The 9th International Conference on Multiscale Materials Modeling

講演情報

Symposium

F. From Microstructure to Properties: Mechanisms, Microstructure, Manufacturing

[SY-F10] Symposium F-10

2018年11月1日(木) 11:15 〜 12:30 Room3

Chair: Ricardo Lebensohn(Los Alamos National Laboratory, United States of America)

[SY-F10] Data Analytics for Mining Process-Structure-Property Linkages for Hierarchical Materials

Invited

Surya Raju Kalidindi (Georgia Tech, United States of America)

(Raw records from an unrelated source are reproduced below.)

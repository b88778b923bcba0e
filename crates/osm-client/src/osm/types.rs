use chrono::NaiveDate;
use serde::{Deserialize, Serialize};
use serde_json::Value;
use std::collections::BTreeMap;
use std::fmt;
use std::str::FromStr;

const DATE_FORMAT: &str = "%Y-%m-%d";

fn parse_date(raw: &str) -> Option<NaiveDate> {
    // Some reports append a time component; only the date matters here
    let date = raw.get(..10).unwrap_or(raw);
    NaiveDate::parse_from_str(date, DATE_FORMAT).ok()
}

/// Section age group, as OSM names it
#[derive(Debug, Clone, Copy, PartialEq, Eq, Serialize, Deserialize)]
#[serde(rename_all = "lowercase")]
pub enum SectionType {
    Squirrels,
    Beavers,
    Cubs,
    Scouts,
    Explorers,
}

impl SectionType {
    pub fn as_str(self) -> &'static str {
        match self {
            Self::Squirrels => "squirrels",
            Self::Beavers => "beavers",
            Self::Cubs => "cubs",
            Self::Scouts => "scouts",
            Self::Explorers => "explorers",
        }
    }
}

impl fmt::Display for SectionType {
    fn fmt(&self, f: &mut fmt::Formatter<'_>) -> fmt::Result {
        f.write_str(self.as_str())
    }
}

impl FromStr for SectionType {
    type Err = String;

    fn from_str(s: &str) -> Result<Self, Self::Err> {
        match s.to_ascii_lowercase().as_str() {
            "squirrels" => Ok(Self::Squirrels),
            "beavers" => Ok(Self::Beavers),
            "cubs" => Ok(Self::Cubs),
            "scouts" => Ok(Self::Scouts),
            "explorers" => Ok(Self::Explorers),
            other => Err(format!("unknown section type: {other}")),
        }
    }
}

/// Member list ordering
#[derive(Debug, Clone, Copy, PartialEq, Eq, Serialize, Deserialize)]
#[serde(rename_all = "lowercase")]
pub enum SortOption {
    Dob,
    Firstname,
    Lastname,
    Patrol,
}

impl SortOption {
    pub fn as_str(self) -> &'static str {
        match self {
            Self::Dob => "dob",
            Self::Firstname => "firstname",
            Self::Lastname => "lastname",
            Self::Patrol => "patrol",
        }
    }
}

/// OSM's `y`/`n` flags
#[derive(Debug, Clone, Copy, PartialEq, Eq, Serialize, Deserialize)]
pub enum YesNo {
    #[serde(rename = "y")]
    Yes,
    #[serde(rename = "n")]
    No,
}

impl YesNo {
    pub fn as_str(self) -> &'static str {
        match self {
            Self::Yes => "y",
            Self::No => "n",
        }
    }
}

// === Startup ===

/// Startup report: the signed-in user's profile and the terms they can see
#[derive(Debug, Clone, PartialEq, Serialize, Deserialize)]
pub struct StartupData {
    pub globals: Globals,
}

#[derive(Debug, Clone, PartialEq, Serialize, Deserialize)]
pub struct Globals {
    pub email: String,
    pub firstname: String,
    pub lastname: String,
    #[serde(default)]
    pub member_access: Value,
    #[serde(default)]
    pub notepads: Value,
    #[serde(default, rename = "sectionConfig")]
    pub section_config: Value,
    #[serde(default)]
    pub terms: Vec<Term>,
}

#[derive(Debug, Clone, PartialEq, Serialize, Deserialize)]
pub struct Term {
    pub termid: String,
    pub sectionid: String,
    pub name: String,
    pub startdate: String,
    pub enddate: String,
    pub past: bool,
}

impl Term {
    /// Returns true if `today` falls within the term's dates
    pub fn is_current(&self, today: NaiveDate) -> bool {
        match (parse_date(&self.startdate), parse_date(&self.enddate)) {
            (Some(start), Some(end)) => start <= today && today <= end,
            _ => false,
        }
    }
}

// === Members ===

#[derive(Debug, Clone, PartialEq, Serialize, Deserialize)]
pub struct Member {
    pub firstname: String,
    pub lastname: String,
    pub photo_guid: String,
    pub patrolid: String,
    pub patrol: String,
    pub sectionid: String,
    pub enddate: String,
    pub age: u32,
    pub active: bool,
    pub scoutid: String,
    pub full_name: String,
}

#[derive(Debug, Clone, PartialEq, Serialize, Deserialize)]
pub struct MemberListResponse {
    pub identifier: String,
    #[serde(default)]
    pub photos: Value,
    pub items: Vec<Member>,
}

#[derive(Debug, Clone, PartialEq, Serialize, Deserialize)]
pub struct IndividualMemberData {
    pub scoutid: String,
    pub firstname: String,
    pub lastname: String,
    pub dob: String,
    pub started: String,
    pub patrolid: String,
    pub sectionid: String,
    pub active: bool,
    pub age: u32,
    pub meetings: u32,
}

#[derive(Debug, Clone, PartialEq, Serialize, Deserialize)]
pub struct IndividualMemberInfo {
    pub ok: bool,
    #[serde(default)]
    pub read_only: Vec<String>,
    pub data: IndividualMemberData,
    #[serde(default)]
    pub meta: Value,
}

#[derive(Debug, Clone, PartialEq, Serialize, Deserialize)]
pub struct PatrolMember {
    pub firstname: String,
    pub lastname: String,
    pub scout_id: String,
    pub patrolid: String,
    pub active: bool,
    pub scoutid: String,
}

#[derive(Debug, Clone, PartialEq, Serialize, Deserialize)]
pub struct Patrol {
    pub patrolid: String,
    pub sectionid: String,
    pub name: String,
    pub active: bool,
    pub points: i64,
    #[serde(default)]
    pub census_costs: Value,
    #[serde(default)]
    pub members: Vec<PatrolMember>,
}

#[derive(Debug, Clone, PartialEq, Serialize, Deserialize)]
pub struct PatrolsResponse {
    pub patrols: Vec<Patrol>,
}

#[derive(Debug, Clone, PartialEq, Serialize, Deserialize)]
pub struct CensusMember {
    pub scoutid: String,
    pub firstname: String,
    pub lastname: String,
    pub joined: String,
    pub sex: String,
    pub ethnicity: String,
    pub disabilities: String,
    pub myscout: bool,
    #[serde(default)]
    pub raw_disabilities: Value,
}

/// Members lacking census data
#[derive(Debug, Clone, PartialEq, Serialize, Deserialize)]
pub struct CensusResponse {
    pub identifier: String,
    pub items: Vec<CensusMember>,
}

#[derive(Debug, Clone, PartialEq, Serialize, Deserialize)]
pub struct FlexiRecord {
    pub extraid: String,
    pub name: String,
}

#[derive(Debug, Clone, PartialEq, Serialize, Deserialize)]
pub struct FlexiRecordsResponse {
    pub identifier: String,
    pub label: String,
    pub items: Vec<FlexiRecord>,
}

#[derive(Debug, Clone, PartialEq, Serialize, Deserialize)]
pub struct MemberTransfer {
    pub direction: String,
    pub member_id: String,
    pub firstname: String,
    pub lastname: String,
    #[serde(rename = "type")]
    pub transfer_type: String,
    pub date: String,
    pub section_id: String,
    pub section_name: String,
    pub mode: String,
    pub id: String,
}

#[derive(Debug, Clone, PartialEq, Serialize, Deserialize)]
pub struct MemberTransfersResponse {
    pub status: bool,
    pub error: Option<String>,
    pub data: Vec<MemberTransfer>,
    #[serde(default)]
    pub meta: Value,
}

/// Former member eligible for removal
#[derive(Debug, Clone, PartialEq, Serialize, Deserialize)]
pub struct DeletableMember {
    pub firstname: String,
    pub lastname: String,
    pub date_deleted: String,
    pub id: String,
}

#[derive(Debug, Clone, PartialEq, Serialize, Deserialize)]
pub struct DeletableMembersResponse {
    pub status: bool,
    pub error: Option<String>,
    pub data: Vec<DeletableMember>,
    #[serde(default)]
    pub meta: Value,
}

// === Programme ===

/// One meeting in a term's programme
#[derive(Debug, Clone, PartialEq, Serialize, Deserialize)]
pub struct ProgrammeSummaryItem {
    pub eveningid: String,
    pub sectionid: String,
    pub title: String,
    #[serde(default)]
    pub notesforparents: String,
    pub parentsrequired: bool,
    pub meetingdate: String,
    pub starttime: String,
    pub endtime: String,
    #[serde(default)]
    pub parentsattendingcount: u32,
}

impl ProgrammeSummaryItem {
    /// Parses `meetingdate`, which OSM sends as `YYYY-MM-DD`
    pub fn meeting_date(&self) -> Option<NaiveDate> {
        parse_date(&self.meetingdate)
    }

    /// Special meetings need or already have parents attending
    pub fn is_special(&self) -> bool {
        self.parentsrequired || self.parentsattendingcount > 0
    }
}

#[derive(Debug, Clone, PartialEq, Serialize, Deserialize)]
pub struct ProgrammeSummaryResponse {
    pub items: Vec<ProgrammeSummaryItem>,
}

impl ProgrammeSummaryResponse {
    /// Items in ascending meeting date order; undated items go last
    pub fn sorted_by_date(&self) -> Vec<ProgrammeSummaryItem> {
        let mut items = self.items.clone();
        items.sort_by_key(|item| {
            let date = item.meeting_date();
            (date.is_none(), date)
        });
        items
    }

    /// Looks up one meeting by its evening id
    pub fn find_evening(&self, eveningid: &str) -> Option<&ProgrammeSummaryItem> {
        self.items.iter().find(|item| item.eveningid == eveningid)
    }
}

/// Badge coverage across a term's programme
#[derive(Debug, Clone, PartialEq, Serialize, Deserialize)]
pub struct BadgeTagCloud {
    /// Badge label to number of programme links
    pub tags: BTreeMap<String, u32>,
    #[serde(default)]
    pub tag_count: Value,
    #[serde(default)]
    pub badges: Value,
}

impl BadgeTagCloud {
    /// Badge labels with their counts, most covered first
    pub fn coverage(&self) -> Vec<(&str, u32)> {
        let mut coverage: Vec<(&str, u32)> = self
            .tags
            .iter()
            .map(|(label, count)| (label.as_str(), *count))
            .collect();
        coverage.sort_by(|a, b| b.1.cmp(&a.1).then_with(|| a.0.cmp(b.0)));
        coverage
    }
}

#[derive(Debug, Clone, PartialEq, Serialize, Deserialize)]
pub struct RiskAssessmentCategory {
    pub name: String,
}

#[derive(Debug, Clone, PartialEq, Serialize, Deserialize)]
pub struct RiskAssessmentResponse {
    pub status: bool,
    pub error: Option<String>,
    pub data: Vec<RiskAssessmentCategory>,
    #[serde(default)]
    pub meta: Value,
}

#[derive(Debug, Clone, PartialEq, Serialize, Deserialize)]
pub struct ProgrammeDetailItem {
    pub eveningid: String,
    pub sectionid: String,
    pub title: String,
    pub meetingdate: String,
    pub starttime: String,
    pub endtime: String,
    #[serde(default)]
    pub help: Vec<Value>,
    #[serde(default)]
    pub unavailableleaders: Vec<Value>,
}

#[derive(Debug, Clone, PartialEq, Serialize, Deserialize)]
pub struct ProgrammeDetailResponse {
    pub items: Vec<ProgrammeDetailItem>,
    #[serde(default)]
    pub badgelinks: Value,
}

// === Request parameters ===

#[derive(Debug, Clone, Default, PartialEq, Eq)]
pub struct MemberListParams {
    pub sectionid: String,
    pub termid: String,
    pub sort: Option<SortOption>,
    pub section: Option<SectionType>,
}

#[derive(Debug, Clone, Default, PartialEq, Eq)]
pub struct IndividualMemberParams {
    pub sectionid: String,
    pub scoutid: String,
    pub termid: String,
    pub context: Option<String>,
}

#[derive(Debug, Clone, Default, PartialEq, Eq)]
pub struct PatrolsParams {
    pub sectionid: String,
    pub termid: String,
    pub include_no_patrol: Option<YesNo>,
}

#[derive(Debug, Clone, Default, PartialEq, Eq)]
pub struct CensusParams {
    pub sectionid: String,
    pub termid: String,
}

#[derive(Debug, Clone, Default, PartialEq, Eq)]
pub struct FlexiRecordsParams {
    pub sectionid: String,
    pub archived: Option<YesNo>,
}

#[derive(Debug, Clone, Default, PartialEq, Eq)]
pub struct MemberTransfersParams {
    pub mode: String,
    pub section_id: String,
}

#[derive(Debug, Clone, Default, PartialEq, Eq)]
pub struct ProgrammeSummaryParams {
    pub sectionid: String,
    pub termid: String,
}

#[derive(Debug, Clone, PartialEq, Eq)]
pub struct BadgeTagCloudParams {
    pub sectionid: String,
    pub termid: String,
    pub section: SectionType,
}

#[derive(Debug, Clone, Default, PartialEq, Eq)]
pub struct ProgrammeDetailParams {
    pub sectionid: String,
    pub termid: String,
    pub eveningid: String,
}

/// Attachment manifest lookup; `path` defaults to `/` and `temp` to false
#[derive(Debug, Clone, Default, PartialEq, Eq)]
pub struct ProgrammeAttachmentsParams {
    pub section_id: String,
    pub id: String,
    pub evening_id: String,
    pub path: Option<String>,
    pub temp: Option<bool>,
}
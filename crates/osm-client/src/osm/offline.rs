use async_trait::async_trait;
use chrono::Utc;
use serde_json::Value;
use std::time::Duration;

use super::api::OsmApi;
use super::canned;
use super::error::ApiError;
use super::rate_limit::RateLimitInfo;
use super::types::*;

/// Simulated latency per call
pub const DEFAULT_DELAY: Duration = Duration::from_millis(100);

/// Offline stand-in for the OSM API
///
/// Answers every report from canned data after a short delay. Never touches
/// the network and never fails; its limiter is always healthy.
#[derive(Debug, Clone)]
pub struct OfflineClient {
    delay: Duration,
    rate_limit: RateLimitInfo,
}

impl OfflineClient {
    pub fn new() -> Self {
        Self::with_delay(DEFAULT_DELAY)
    }

    /// Creates an offline client with a custom simulated latency
    pub fn with_delay(delay: Duration) -> Self {
        let reset = Utc::now() + chrono::Duration::hours(1);
        Self {
            delay,
            rate_limit: RateLimitInfo {
                limit: "1000".to_string(),
                remaining: "999".to_string(),
                reset: reset.timestamp_millis().to_string(),
            },
        }
    }

    async fn simulate_latency(&self) {
        if !self.delay.is_zero() {
            tokio::time::sleep(self.delay).await;
        }
    }
}

impl Default for OfflineClient {
    fn default() -> Self {
        Self::new()
    }
}

#[async_trait]
impl OsmApi for OfflineClient {
    async fn rate_limit_info(&self) -> Option<RateLimitInfo> {
        Some(self.rate_limit.clone())
    }

    async fn get_startup_data(&self) -> Result<StartupData, ApiError> {
        self.simulate_latency().await;
        Ok(canned::startup().clone())
    }

    async fn get_member_list(
        &self,
        _params: &MemberListParams,
    ) -> Result<MemberListResponse, ApiError> {
        self.simulate_latency().await;
        Ok(canned::member_list().clone())
    }

    async fn get_individual_member(
        &self,
        _params: &IndividualMemberParams,
    ) -> Result<IndividualMemberInfo, ApiError> {
        self.simulate_latency().await;
        Ok(canned::individual_member().clone())
    }

    async fn get_patrols(&self, _params: &PatrolsParams) -> Result<PatrolsResponse, ApiError> {
        self.simulate_latency().await;
        Ok(canned::patrols().clone())
    }

    async fn get_census_details(&self, _params: &CensusParams) -> Result<CensusResponse, ApiError> {
        self.simulate_latency().await;
        Ok(canned::census().clone())
    }

    async fn get_flexi_records(
        &self,
        _params: &FlexiRecordsParams,
    ) -> Result<FlexiRecordsResponse, ApiError> {
        self.simulate_latency().await;
        Ok(canned::flexi_records().clone())
    }

    async fn get_member_transfers(
        &self,
        _params: &MemberTransfersParams,
    ) -> Result<MemberTransfersResponse, ApiError> {
        self.simulate_latency().await;
        Ok(canned::member_transfers().clone())
    }

    async fn get_deletable_members(
        &self,
        _section_id: &str,
    ) -> Result<DeletableMembersResponse, ApiError> {
        self.simulate_latency().await;
        Ok(canned::deletable_members().clone())
    }

    async fn get_programme_summary(
        &self,
        _params: &ProgrammeSummaryParams,
    ) -> Result<ProgrammeSummaryResponse, ApiError> {
        self.simulate_latency().await;
        Ok(canned::programme_summary().clone())
    }

    async fn get_badge_tag_cloud(
        &self,
        _params: &BadgeTagCloudParams,
    ) -> Result<BadgeTagCloud, ApiError> {
        self.simulate_latency().await;
        Ok(canned::badge_tag_cloud().clone())
    }

    async fn get_risk_assessment_categories(
        &self,
        _section_id: &str,
    ) -> Result<RiskAssessmentResponse, ApiError> {
        self.simulate_latency().await;
        Ok(canned::risk_assessment().clone())
    }

    async fn get_programme_detail(
        &self,
        _params: &ProgrammeDetailParams,
    ) -> Result<ProgrammeDetailResponse, ApiError> {
        self.simulate_latency().await;
        Ok(canned::programme_detail().clone())
    }

    async fn get_programme_attachments(
        &self,
        _params: &ProgrammeAttachmentsParams,
    ) -> Result<Value, ApiError> {
        self.simulate_latency().await;
        Ok(canned::programme_attachments().clone())
    }
}
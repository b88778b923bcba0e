use anyhow::{bail, Result};
use chrono::Utc;
use clap::{Parser, Subcommand};
use tracing_subscriber::{layer::SubscriberExt, util::SubscriberInitExt, EnvFilter};

use osm_client::config::ClientConfig;
use osm_client::osm::{
    create_client, BadgeTagCloudParams, OsmApi, PatrolsParams, ProgrammeDetailParams,
    ProgrammeSummaryParams, SectionType,
};

/// Past meetings shown under the upcoming list
const PAST_MEETINGS_SHOWN: usize = 10;

#[derive(Debug, Parser)]
#[command(name = "osm-report", version, about = "Print Online Scout Manager reports")]
struct Cli {
    /// Use canned data instead of calling OSM
    #[arg(long)]
    offline: bool,

    #[command(subcommand)]
    command: Command,
}

#[derive(Debug, Subcommand)]
enum Command {
    /// List the terms visible to the API user
    Terms,
    /// Show a term's meetings, upcoming first
    Programme {
        #[arg(long, env = "OSM_SECTION_ID", default_value = "1")]
        section: String,
        #[arg(long, env = "OSM_TERM_ID", default_value = "1")]
        term: String,
    },
    /// Show one meeting in detail
    Event {
        eveningid: String,
        #[arg(long, env = "OSM_SECTION_ID", default_value = "1")]
        section: String,
        #[arg(long, env = "OSM_TERM_ID", default_value = "1")]
        term: String,
    },
    /// Show badge coverage for a term
    Badges {
        #[arg(long, env = "OSM_SECTION_ID", default_value = "1")]
        section: String,
        #[arg(long, env = "OSM_TERM_ID", default_value = "1")]
        term: String,
        #[arg(long, default_value = "scouts")]
        section_type: SectionType,
    },
    /// List patrols and their members
    Patrols {
        #[arg(long, env = "OSM_SECTION_ID", default_value = "1")]
        section: String,
        #[arg(long, env = "OSM_TERM_ID", default_value = "1")]
        term: String,
    },
}

#[tokio::main]
async fn main() -> Result<()> {
    // Initialize logging
    tracing_subscriber::registry()
        .with(EnvFilter::try_from_default_env().unwrap_or_else(|_| EnvFilter::new("info")))
        .with(tracing_subscriber::fmt::layer())
        .init();

    let cli = Cli::parse();

    let mut config = ClientConfig::load()?;
    if cli.offline {
        config.use_mock_data = true;
    }
    tracing::debug!(?config, "Loaded configuration");

    let client = create_client(&config)?;

    match cli.command {
        Command::Terms => print_terms(client.as_ref()).await?,
        Command::Programme { section, term } => {
            print_programme(client.as_ref(), section, term).await?;
        }
        Command::Event {
            eveningid,
            section,
            term,
        } => print_event(client.as_ref(), eveningid, section, term).await?,
        Command::Badges {
            section,
            term,
            section_type,
        } => print_badges(client.as_ref(), section, term, section_type).await?,
        Command::Patrols { section, term } => print_patrols(client.as_ref(), section, term).await?,
    }

    if let Some(info) = client.rate_limit_info().await {
        tracing::debug!(
            limit = %info.limit,
            remaining = %info.remaining,
            reset = %info.reset,
            "Rate limit after run"
        );
    }

    Ok(())
}

async fn print_terms(client: &dyn OsmApi) -> Result<()> {
    let startup = client.get_startup_data().await?;
    let today = Utc::now().date_naive();

    for term in &startup.globals.terms {
        let marker = if term.is_current(today) { "*" } else { " " };
        println!(
            "{marker} {:>4}  {:<20} {} to {}",
            term.termid, term.name, term.startdate, term.enddate
        );
    }
    Ok(())
}

async fn print_programme(client: &dyn OsmApi, sectionid: String, termid: String) -> Result<()> {
    let summary = client
        .get_programme_summary(&ProgrammeSummaryParams { sectionid, termid })
        .await?;
    let today = Utc::now().date_naive();

    let (upcoming, past): (Vec<_>, Vec<_>) = summary
        .sorted_by_date()
        .into_iter()
        .partition(|item| item.meeting_date().map_or(true, |date| date >= today));

    println!("Upcoming");
    if upcoming.is_empty() {
        println!("  No upcoming events scheduled.");
    }
    for item in &upcoming {
        let flag = if item.is_special() { "!" } else { " " };
        println!(
            "{flag} {}  {}-{}  {}",
            item.meetingdate, item.starttime, item.endtime, item.title
        );
    }

    if !past.is_empty() {
        println!("\nPast");
        for item in past.iter().rev().take(PAST_MEETINGS_SHOWN) {
            println!("  {}  {}", item.meetingdate, item.title);
        }
    }
    Ok(())
}

async fn print_event(
    client: &dyn OsmApi,
    eveningid: String,
    sectionid: String,
    termid: String,
) -> Result<()> {
    let summary = client
        .get_programme_summary(&ProgrammeSummaryParams {
            sectionid: sectionid.clone(),
            termid: termid.clone(),
        })
        .await?;
    let Some(event) = summary.find_evening(&eveningid) else {
        bail!("Event {eveningid} not found");
    };

    let detail = client
        .get_programme_detail(&ProgrammeDetailParams {
            sectionid,
            termid,
            eveningid,
        })
        .await?;

    let today = Utc::now().date_naive();
    let past = event.meeting_date().is_some_and(|date| date < today);

    println!("{}{}", event.title, if past { "  (past)" } else { "" });
    println!("{}  {}-{}", event.meetingdate, event.starttime, event.endtime);
    if !event.notesforparents.is_empty() {
        println!("\n{}", event.notesforparents);
    }
    if event.is_special() {
        println!("\nParent helpers: {} attending", event.parentsattendingcount);
    }
    if let Some(badges) = detail.badgelinks.as_object() {
        println!("\nBadge work");
        for badge in badges.keys() {
            println!("  {badge}");
        }
    }
    Ok(())
}

async fn print_badges(
    client: &dyn OsmApi,
    sectionid: String,
    termid: String,
    section: SectionType,
) -> Result<()> {
    let cloud = client
        .get_badge_tag_cloud(&BadgeTagCloudParams {
            sectionid,
            termid,
            section,
        })
        .await?;

    for (label, count) in cloud.coverage() {
        println!("{count:>4}  {label}");
    }
    Ok(())
}

async fn print_patrols(client: &dyn OsmApi, sectionid: String, termid: String) -> Result<()> {
    let response = client
        .get_patrols(&PatrolsParams {
            sectionid,
            termid,
            include_no_patrol: None,
        })
        .await?;

    for patrol in &response.patrols {
        println!("{} ({} points)", patrol.name, patrol.points);
        for member in &patrol.members {
            println!("  {} {}", member.firstname, member.lastname);
        }
    }
    Ok(())
}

A majority of the materials employed in advanced technologies exhibit hierarchical internal structures with rich details at multiple length and/or structure scales (spanning from atomic to macroscale). Collectively, these features of the material internal structure are here referred to as the material structure, and constitute the central consideration in the development of new/improved hierarchical materials. Although the core connections between the material’s structure, its evolution through various manufacturing processes, and its macroscale properties (or performance characteristics) in service are widely acknowledged to exist, establishing this fundamental knowledge base has proven effort-intensive, slow, and very expensive for most material systems being explored for advanced technology applications. The main impediment arises from lack of a broadly accepted framework for a rigorous quantification of the material’s structure, and objective (automated) identification of the salient features that control the properties of interest. This presentation focuses on the development of data science algorithms and computationally efficient protocols capable of mining the essential linkages from large ensembles of materials datasets (both experimental and modeling), and building robust knowledge systems that can be readily accessed, searched, and shared by the broader community. The methods employed in this novel framework are based on digital representation of material’s hierarchical internal structure, rigorous quantification of the material structure using n-point spatial correlations, objective (data-driven) dimensionality reduction of the material structure representation using data science approaches (e.g., principal component analyses), and formulation of reliable and robust process-structure-property linkages using various regression techniques. This new framework is illustrated through a number of case studies.